Top misunderstandings about personal injury claims in Minnesota
Injury victims in Minnesota should be careful to avoid common misunderstandings about fault laws, claim deadlines and the availability of legal assistance.
Many people in Minnesota are aware that the victims of wrongful accidental injuries may be able to hold other parties liable. By filing personal injury claims, these victims may be able to recover compensation for direct financial losses as well as less easily quantified ones. Unfortunately, though, many Minnesotans may miss out on seeking appropriate recourse due to the following common misunderstandings about personal injury claims.
1. Partly at-fault parties can’t seek recourse
According to the Minnesota Revised Statutes, people who contributed in some form to their own injuries aren’t always barred from seeking compensation. The state allows people to seek compensation if they were less at fault than another party was. Any damages that an at-fault person recovers, however, will be reduced based on the amount of fault attributed to him or her.
People who have been hurt in car accidents should note that fault has no impact on insurance claims for more minor incidents. According to materials from the Department of Public Safety, Minnesota requires all motorists to carry no-fault insurance. This coverage allows injury victims to make claims against their own policies for lost wages, medical costs and more, regardless of who was at fault.
2. Fault never matters in car accidents
People familiar with the state’s no-fault auto insurance laws may think that fault is never a factor in car accident claims. However, this isn’t the case in serious or catastrophic car accidents. If the medical costs resulting from an accident exceed $4,000, a victim may make a claim against the at-fault party. This option is also available in accidents that cause permanent injury or disablement.
3. The statute of limitations never varies
For most personal injury claims in Minnesota, the statute of limitations is two years from the date of injury. However, according to the Minnesota Revised Statutes, the deadlines are shortened for the following types of claims:
- Claims against the state or its employees – victims must give notice that they are making a claim within 180 days.
- Claims against municipalities or their employees – the deadline for giving notice in these cases is also 180 days.
- Claims against personal auto insurance policies – injury victims only have six months to make no-fault claims.

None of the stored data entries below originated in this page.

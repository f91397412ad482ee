//! HTTP client abstraction for testability

use super::types::ProviderError;
use std::time::Duration;
use tracing::{debug, warn};

/// Trait for synchronous HTTP client operations.
///
/// This abstraction allows for dependency injection and easier testing
/// by enabling mock HTTP clients in tests.
pub trait HttpClient: Send + Sync {
    /// Performs an HTTP GET request and returns the fully buffered body.
    fn get(&self, url: &str) -> Result<Vec<u8>, ProviderError>;
}

/// Real HTTP client implementation using reqwest.
#[derive(Clone)]
pub struct ReqwestClient {
    client: reqwest::blocking::Client,
}

/// User-Agent sent with every request. Some tile hosts reject anonymous
/// clients.
const DEFAULT_USER_AGENT: &str = concat!("terrainlayer/", env!("CARGO_PKG_VERSION"));

/// Default request timeout in seconds.
pub const DEFAULT_TIMEOUT_SECS: u64 = 30;

impl ReqwestClient {
    /// Creates a new ReqwestClient with default configuration.
    pub fn new() -> Result<Self, ProviderError> {
        Self::with_timeout(DEFAULT_TIMEOUT_SECS)
    }

    /// Creates a new ReqwestClient with custom timeout.
    pub fn with_timeout(timeout_secs: u64) -> Result<Self, ProviderError> {
        let client = reqwest::blocking::Client::builder()
            .timeout(Duration::from_secs(timeout_secs))
            .user_agent(DEFAULT_USER_AGENT)
            .build()
            .map_err(|e| {
                ProviderError::HttpError(format!("Failed to create HTTP client: {}", e))
            })?;

        Ok(Self { client })
    }
}

impl HttpClient for ReqwestClient {
    fn get(&self, url: &str) -> Result<Vec<u8>, ProviderError> {
        let response = match self.client.get(url).send() {
            Ok(resp) => resp,
            Err(e) => {
                warn!(
                    url = url,
                    error = %e,
                    is_connect = e.is_connect(),
                    is_timeout = e.is_timeout(),
                    "HTTP request failed"
                );
                return Err(ProviderError::HttpError(format!("Request failed: {}", e)));
            }
        };

        // Check HTTP status
        if !response.status().is_success() {
            return Err(ProviderError::HttpError(format!(
                "HTTP {} from {}",
                response.status(),
                url
            )));
        }

        let body = response
            .bytes()
            .map(|b| b.to_vec())
            .map_err(|e| ProviderError::HttpError(format!("Failed to read response: {}", e)))?;

        debug!(url = url, bytes = body.len(), "HTTP response body read");
        Ok(body)
    }
}

#[cfg(test)]
pub mod tests {
    use super::*;
    use std::sync::atomic::{AtomicUsize, Ordering};
    use std::sync::Mutex;

    /// Mock HTTP client that records requested URLs.
    pub struct MockHttpClient {
        pub response: Result<Vec<u8>, ProviderError>,
        pub calls: AtomicUsize,
        pub urls: Mutex<Vec<String>>,
    }

    impl MockHttpClient {
        pub fn new(response: Result<Vec<u8>, ProviderError>) -> Self {
            Self {
                response,
                calls: AtomicUsize::new(0),
                urls: Mutex::new(Vec::new()),
            }
        }
    }

    impl HttpClient for MockHttpClient {
        fn get(&self, url: &str) -> Result<Vec<u8>, ProviderError> {
            self.calls.fetch_add(1, Ordering::SeqCst);
            self.urls.lock().unwrap().push(url.to_string());
            self.response.clone()
        }
    }

    #[test]
    fn test_mock_client_success() {
        let mock = MockHttpClient::new(Ok(vec![1, 2, 3, 4]));

        let result = mock.get("http://example.com");
        assert_eq!(result.unwrap(), vec![1, 2, 3, 4]);
        assert_eq!(mock.calls.load(Ordering::SeqCst), 1);
    }

    #[test]
    fn test_mock_client_error() {
        let mock = MockHttpClient::new(Err(ProviderError::HttpError("Test error".to_string())));

        let result = mock.get("http://example.com");
        assert!(result.is_err());
    }

    #[test]
    fn test_reqwest_client_builds() {
        assert!(ReqwestClient::with_timeout(5).is_ok());
    }
}
//! TerrainLayer CLI - Command-line interface
//!
//! This binary provides a command-line interface to the TerrainLayer library.

mod commands;
mod error;
mod render;
mod runner;

use clap::{Parser, Subcommand};
use std::path::PathBuf;

use commands::common::TileArgs;
use commands::config::ConfigCommands;

#[derive(Parser)]
#[command(name = "terrainlayer")]
#[command(version = terrainlayer::VERSION)]
#[command(about = "Stream elevation and landcover tiles into terrain mosaics", long_about = None)]
struct Cli {
    /// Enable debug logging
    #[arg(long, global = true)]
    debug: bool,

    /// Echo log output to stdout
    #[arg(long, short, global = true)]
    verbose: bool,

    #[command(subcommand)]
    command: Commands,
}

#[derive(Subcommand)]
enum Commands {
    /// Download tiles of both layers into the cache
    Download {
        /// Zoom level, 1-15
        zoom: u8,

        /// First and last tile column (default: all columns)
        #[arg(long, num_args = 2, value_names = ["FIRST", "LAST"])]
        x_range: Option<Vec<u32>>,

        /// First and last tile row (default: all rows)
        #[arg(long, num_args = 2, value_names = ["FIRST", "LAST"])]
        y_range: Option<Vec<u32>>,

        /// Download again even if the tile is cached
        #[arg(long)]
        force: bool,
    },

    /// Build the mosaic around one tile and write it as PNG files
    Mosaic {
        #[command(flatten)]
        tile: TileArgs,

        /// Output directory for elevation.png and landcover.png
        #[arg(long)]
        output: PathBuf,

        /// Download every tile again even if cached
        #[arg(long)]
        force: bool,
    },

    /// Run a headless streaming session with a moving viewpoint
    Run {
        #[command(flatten)]
        tile: TileArgs,

        /// Output directory for the applied mosaics
        #[arg(long)]
        output: PathBuf,

        /// Viewpoint speed in meters per second
        #[arg(long, default_value = "250")]
        speed: f64,

        /// Viewpoint heading in degrees clockwise from north
        #[arg(long, default_value = "90", allow_negative_numbers = true)]
        heading: f64,

        /// Number of frames to simulate
        #[arg(long, default_value = "600")]
        ticks: u32,

        /// Milliseconds between frames
        #[arg(long, default_value = "100")]
        tick_ms: u64,
    },

    /// Inspect or create the configuration file
    Config {
        #[command(subcommand)]
        command: ConfigCommands,
    },
}

fn main() {
    let cli = Cli::parse();
    let (debug, verbose) = (cli.debug, cli.verbose);

    let result = match cli.command {
        Commands::Download {
            zoom,
            x_range,
            y_range,
            force,
        } => commands::download::run(commands::download::DownloadArgs {
            zoom,
            x_range: x_range.map(pair),
            y_range: y_range.map(pair),
            force,
            debug,
            verbose,
        }),
        Commands::Mosaic {
            tile,
            output,
            force,
        } => commands::mosaic::run(commands::mosaic::MosaicArgs {
            tile,
            output,
            force,
            debug,
            verbose,
        }),
        Commands::Run {
            tile,
            output,
            speed,
            heading,
            ticks,
            tick_ms,
        } => commands::run::run(commands::run::RunArgs {
            tile,
            output,
            speed,
            heading,
            ticks,
            tick_ms,
            debug,
            verbose,
        }),
        Commands::Config { command } => commands::config::run(command),
    };

    if let Err(e) = result {
        e.exit();
    }
}

/// First and last value of a range flag; clap passes exactly two.
fn pair(values: Vec<u32>) -> (u32, u32) {
    match values.as_slice() {
        [first, .., last] => (*first, *last),
        [only] => (*only, *only),
        [] => (0, 0),
    }
}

These shortened deadlines make identifying fault and determining what type of claim to file an immediate concern for most injury victims.
4. Seeking representation isn’t reasonable
Injury victims who face substantial expenses often think that they can’t afford to seek the assistance of an attorney. However, many attorneys offer free consultations and work on a contingency basis, in which payment is collected from the final settlement. Often, the expenses associated with working with a representative are favorable compared to the potential cost of going without a settlement.
The complexity of the personal injury claim process, along with the potential for harmful mistakes and misunderstandings, underscores why legal representation can pay off. An attorney may be able to help a person understand the relevant laws, avoid common pitfalls and pursue the maximum amount of compensation available.